The Victor Borge Show is a 30-minute American variety television program that was broadcast live on NBC from February 3, 1951, to June 30, 1951. It was sponsored by Kellogg.

Premise 
The program starred Victor Borge, an "internationally known pianist and comic interpreter of music". Episodes usually included Borge's playing both a straight concert piece and a humorous interpretation. The Phil Engalls Orchestra provided musical support. Episodes also included guest stars who performed and chatted with Borge.

Perry Lafferty was the director, with Borge, Eddie Lawrence, and Max Wilk as writers. The program was a mid-season replacement for the Hank McCune Show.

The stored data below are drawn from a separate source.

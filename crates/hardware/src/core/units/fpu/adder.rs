//! Floating-point adder unit.
//!
//! Add, subtract, max, min, classify and masked reduction-sum over the lanes
//! of the 64-bit datapath. The unit is fully pipelined: one operation may be
//! issued per cycle, and its result and flags appear `latency` cycles later
//! in issue order.
//!
//! Lane semantics:
//! - **Add/Sub**: correctly rounded; any NaN input gives the canonical NaN,
//!   and a signaling NaN or `inf - inf` raises NV. An exact zero from operands
//!   of opposite sign is `-0` only when rounding down.
//! - **Max/Min**: see [`fmax`] and [`fmin`].
//! - **Classify**: the one-hot mask of operand A written into the lane.
//! - **RedSum/WidenRedSum**: driven through [`ReductionFold`].

use tracing::{debug, warn};

use super::classify::fclass;
use super::exception_flags::{FlagRegister, FpFlags};
use super::format::Format;
use super::nan_handling::{fmax, fmin, is_infinite, is_nan, is_negative, is_zero, signaling_flags};
use super::reduction::{FoldOutcome, FoldStep, ReductionFold};
use super::rounding_modes::RoundingMode;
use super::softfloat::{add_exact, unpack, zero};
use crate::common::error::{UnitError, UnitResult};
use crate::common::lanes::{FpVector, LaneMask};
use crate::config::Config;
use crate::core::pipeline::latches::{OutputLatch, Retirement, WriteBack};
use crate::core::pipeline::latency::LatencyPipe;
use crate::core::pipeline::signals::{FpControl, FpOp, UnitKind};

/// Correctly rounded `a + b` on raw lane bits.
pub fn fadd(fmt: Format, rm: RoundingMode, a: u64, b: u64) -> (u64, FpFlags) {
    if is_nan(fmt, a) || is_nan(fmt, b) {
        return (fmt.canonical_nan(), signaling_flags(fmt, &[a, b]));
    }
    match (is_infinite(fmt, a), is_infinite(fmt, b)) {
        (true, true) if is_negative(fmt, a) != is_negative(fmt, b) => {
            return (fmt.canonical_nan(), FpFlags::NV);
        }
        (true, _) => return (a, FpFlags::NONE),
        (false, true) => return (b, FpFlags::NONE),
        (false, false) => {}
    }
    match (is_zero(fmt, a), is_zero(fmt, b)) {
        (true, true) => {
            let negative = if is_negative(fmt, a) == is_negative(fmt, b) {
                is_negative(fmt, a)
            } else {
                rm.cancellation_is_negative()
            };
            (zero(fmt, negative), FpFlags::NONE)
        }
        (true, false) => (b, FpFlags::NONE),
        (false, true) => (a, FpFlags::NONE),
        (false, false) => add_exact(fmt, rm, unpack(fmt, a), unpack(fmt, b)),
    }
}

/// Correctly rounded `a - b`, defined as `a + (-b)`.
#[inline]
pub fn fsub(fmt: Format, rm: RoundingMode, a: u64, b: u64) -> (u64, FpFlags) {
    fadd(fmt, rm, a, b ^ fmt.sign_mask())
}

/// Applies a lane-wise adder operation to one pair of lane values.
///
/// Reduction opcodes have no lane-wise meaning and return `None`.
pub fn lane_op(ctrl: FpControl, a: u64, b: u64) -> Option<(u64, FpFlags)> {
    let FpControl { op, format, rm } = ctrl;
    Some(match op {
        FpOp::Add => fadd(format, rm, a, b),
        FpOp::Sub => fsub(format, rm, a, b),
        FpOp::Max => fmax(format, a, b),
        FpOp::Min => fmin(format, a, b),
        FpOp::Classify => (fclass(format, a), FpFlags::NONE),
        _ => return None,
    })
}

/// One issue to the adder.
#[derive(Clone, Copy, Debug, PartialEq, Eq)]
pub struct AdderRequest {
    /// Opcode, format and rounding mode.
    pub ctrl: FpControl,
    /// Operand A (reduction source for reduction opcodes).
    pub a: FpVector,
    /// Operand B (unused by classify and reductions).
    pub b: FpVector,
    /// Write mask for lane-wise opcodes.
    pub mask: LaneMask,
    /// Reduction micro-op fields (reduction opcodes only).
    pub fold: FoldFields,
}

/// Reduction-specific control carried by an [`AdderRequest`].
#[derive(Clone, Copy, Debug, Default, PartialEq, Eq)]
pub struct FoldFields {
    /// Lanes of operand A taking part in the reduction.
    pub red_mask: LaneMask,
    /// Fold step (`true`) or terminal step (`false`).
    pub is_fold: bool,
    /// Widening accumulation (forced on by `WidenRedSum`).
    pub widen: bool,
    /// Fold partner register.
    pub partner: FpVector,
    /// Lanes of the partner taking part in the reduction.
    pub partner_mask: LaneMask,
    /// Micro-op index within the reduction sequence.
    pub uop_index: u8,
}

impl AdderRequest {
    /// Lane-wise request with every lane enabled.
    pub const fn new(ctrl: FpControl, a: FpVector, b: FpVector) -> Self {
        Self {
            ctrl,
            a,
            b,
            mask: ctrl.format.view().all_lanes(),
            fold: FoldFields {
                red_mask: LaneMask::NONE,
                is_fold: false,
                widen: false,
                partner: FpVector::ZERO,
                partner_mask: LaneMask::NONE,
                uop_index: 0,
            },
        }
    }

    /// Single-step reduction of `source` over the lanes in `red_mask`.
    pub const fn reduction(ctrl: FpControl, source: FpVector, red_mask: LaneMask) -> Self {
        let mut req = Self::new(ctrl, source, FpVector::ZERO);
        req.fold.red_mask = red_mask;
        req
    }

    /// Replaces the write mask.
    #[must_use]
    pub const fn with_mask(mut self, mask: LaneMask) -> Self {
        self.mask = mask;
        self
    }

    /// Replaces the reduction fields.
    #[must_use]
    pub const fn with_fold(mut self, fold: FoldFields) -> Self {
        self.fold = fold;
        self
    }

    fn fold_step(&self) -> FoldStep {
        FoldStep {
            source: self.a,
            mask: self.fold.red_mask,
            partner: self.fold.partner,
            partner_mask: self.fold.partner_mask,
            is_fold: self.fold.is_fold,
            widen: self.fold.widen || self.ctrl.op == FpOp::WidenRedSum,
            uop_index: self.fold.uop_index,
        }
    }
}

/// Computes a lane-wise request combinationally.
///
/// Disabled lanes produce a zero value and a zero flag field.
fn execute_lanes(req: &AdderRequest) -> Retirement {
    let view = req.ctrl.format.view();
    let mut value = FpVector::ZERO;
    let mut flags = Vec::with_capacity(view.count());
    for i in 0..view.count() {
        if !req.mask.is_active(i) {
            flags.push(FpFlags::NONE);
            continue;
        }
        let (bits, f) = lane_op(req.ctrl, req.a.lane(view, i), req.b.lane(view, i))
            .unwrap_or((0, FpFlags::NONE));
        value.set_lane(view, i, bits);
        flags.push(f);
    }
    Retirement {
        value,
        flags: FlagRegister::from_lanes(flags),
        write: WriteBack::Lanes { view, mask: req.mask },
    }
}

/// Pipelined floating-point adder / compare / classify / reduce unit.
///
/// # Examples
///
/// ```
/// use rvvfu_core::config::Config;
/// use rvvfu_core::core::pipeline::signals::{FpControl, FpOp};
/// use rvvfu_core::core::units::fpu::adder::{AdderRequest, FloatingAdderUnit};
/// use rvvfu_core::core::units::fpu::format::Format;
/// use rvvfu_core::core::units::fpu::rounding_modes::RoundingMode;
///
/// let mut unit = FloatingAdderUnit::new(&Config::default());
/// let ctrl = FpControl::new(FpOp::Max, Format::F16, RoundingMode::Rne);
/// unit.issue(AdderRequest::new(ctrl, 0x4000_4000_u64.into(), 0x3C00_3C00_u64.into()))?;
/// unit.tick();
/// unit.tick();
/// assert!(unit.result_valid());
/// assert_eq!(unit.result().as_u64(), 0x4000_4000);
/// # Ok::<(), rvvfu_core::common::UnitError>(())
/// ```
#[derive(Debug)]
pub struct FloatingAdderUnit {
    pipe: LatencyPipe<Retirement>,
    out: OutputLatch,
    cycle: u64,
    last_issue: Option<u64>,
    /// Reduction in progress, if any; owned by this unit alone.
    fold: Option<ReductionFold>,
}

impl FloatingAdderUnit {
    /// Creates an idle unit with the configured latency.
    pub fn new(config: &Config) -> Self {
        Self::with_latency(config.adder.latency)
    }

    /// Creates an idle unit with an explicit latency.
    pub fn with_latency(latency: u64) -> Self {
        Self {
            pipe: LatencyPipe::new(latency),
            out: OutputLatch::default(),
            cycle: 0,
            last_issue: None,
            fold: None,
        }
    }

    /// Cycles from issue to result-valid.
    #[inline]
    pub const fn latency(&self) -> u64 {
        self.pipe.latency()
    }

    /// Current cycle number.
    #[inline]
    pub const fn cycle(&self) -> u64 {
        self.cycle
    }

    /// Returns true on the cycle an operation retired.
    #[inline]
    pub const fn result_valid(&self) -> bool {
        self.out.valid()
    }

    /// Packed result register.
    #[inline]
    pub const fn result(&self) -> FpVector {
        self.out.result()
    }

    /// Packed per-lane flag register.
    #[inline]
    pub const fn flags(&self) -> FlagRegister {
        self.out.flags()
    }

    /// Returns true while a reduction sequence is open.
    #[inline]
    pub const fn reduction_pending(&self) -> bool {
        self.fold.is_some()
    }

    /// Number of operations in flight.
    #[inline]
    pub const fn in_flight(&self) -> usize {
        self.pipe.len()
    }

    /// Issues an operation on the current cycle (the start pulse).
    ///
    /// # Errors
    ///
    /// - [`UnitError::WrongUnit`] for FMA opcodes.
    /// - [`UnitError::IssueConflict`] if an operation was already issued this cycle.
    /// - [`UnitError::ReductionOutOfSequence`] / [`UnitError::WidenUnsupported`]
    ///   for malformed reduction micro-ops.
    ///
    /// On error nothing is issued and the unit state is unchanged.
    pub fn issue(&mut self, req: AdderRequest) -> UnitResult<()> {
        req.ctrl.op.expect_unit(UnitKind::Adder)?;
        if self.last_issue == Some(self.cycle) || self.pipe.is_full() {
            return Err(UnitError::IssueConflict { cycle: self.cycle });
        }

        let retirement = if req.ctrl.op.is_reduction() {
            self.reduce(&req)?
        } else {
            if let Some(fold) = self.fold.take() {
                warn!(
                    step = fold.expected_step(),
                    op = ?req.ctrl.op,
                    "discarding unfinished reduction"
                );
            }
            execute_lanes(&req)
        };

        debug!(cycle = self.cycle, op = ?req.ctrl.op, format = ?req.ctrl.format, "adder issue");
        if self.pipe.push(self.cycle, retirement).is_err() {
            return Err(UnitError::IssueConflict { cycle: self.cycle });
        }
        self.last_issue = Some(self.cycle);
        Ok(())
    }

    /// Runs one reduction micro-op against the owned fold state.
    fn reduce(&mut self, req: &AdderRequest) -> UnitResult<Retirement> {
        let step = req.fold_step();
        let FpControl { format, rm, .. } = req.ctrl;
        let fold = if step.uop_index == 0 {
            if self.fold.is_some() {
                warn!("reduction restarted at micro-op 0");
            }
            ReductionFold::begin(format, rm, step.widen)?
        } else {
            match &self.fold {
                Some(f) if f.expected_step() == step.uop_index => {}
                Some(f) => {
                    return Err(UnitError::ReductionOutOfSequence {
                        expected: f.expected_step(),
                        got: step.uop_index,
                    });
                }
                None => {
                    return Err(UnitError::ReductionOutOfSequence {
                        expected: 0,
                        got: step.uop_index,
                    });
                }
            }
            self.fold.take().ok_or(UnitError::ReductionOutOfSequence {
                expected: 0,
                got: step.uop_index,
            })?
        };

        match fold.step(&step)? {
            FoldOutcome::Folded { fold, folded, flags } => {
                self.fold = Some(fold);
                Ok(Retirement {
                    value: folded,
                    flags,
                    write: WriteBack::Full,
                })
            }
            FoldOutcome::Complete(done) => {
                self.fold = None;
                debug!(format = ?done.format, scalar = done.scalar, "reduction result");
                Ok(Retirement {
                    value: FpVector::from(done.scalar),
                    flags: FlagRegister::from_lanes([done.flags]),
                    write: WriteBack::Full,
                })
            }
        }
    }

    /// Advances one clock cycle, retiring at most one operation.
    pub fn tick(&mut self) {
        self.cycle += 1;
        self.out.clear_valid();
        if let Some(r) = self.pipe.pop_ready(self.cycle) {
            self.out.retire(r);
            debug!(cycle = self.cycle, result = ?self.out.result(), "adder retire");
        }
    }
}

Its network competitors were Hollywood Theatre Time on ABC and The Sam Levenson Show on CBS. It was replaced by Tom Corbett, Space Cadet.

A review in the trade publication Billboard said: "This is not a program which produces multitudes of belly laughs. But it is filled with sly good humor and clever satire."

Problems 
Borge "was better in guest spots than having his own show." Lafferty said years later that trying to convert Borge's talented, but specialized, skills into a TV program "was the hardest thing in my career." Lawrence and Wilk managed to create new routines each week even though, as Lafferty said, "Borge fought everything we tried to do." One of the skits had Borge encountering difficulty trying to play a song, but other people walked in and played it perfectly.

Radio
Borge's television series was preceded by The Victor Borge Show on radio. Four versions of the program were broadcast on network radio.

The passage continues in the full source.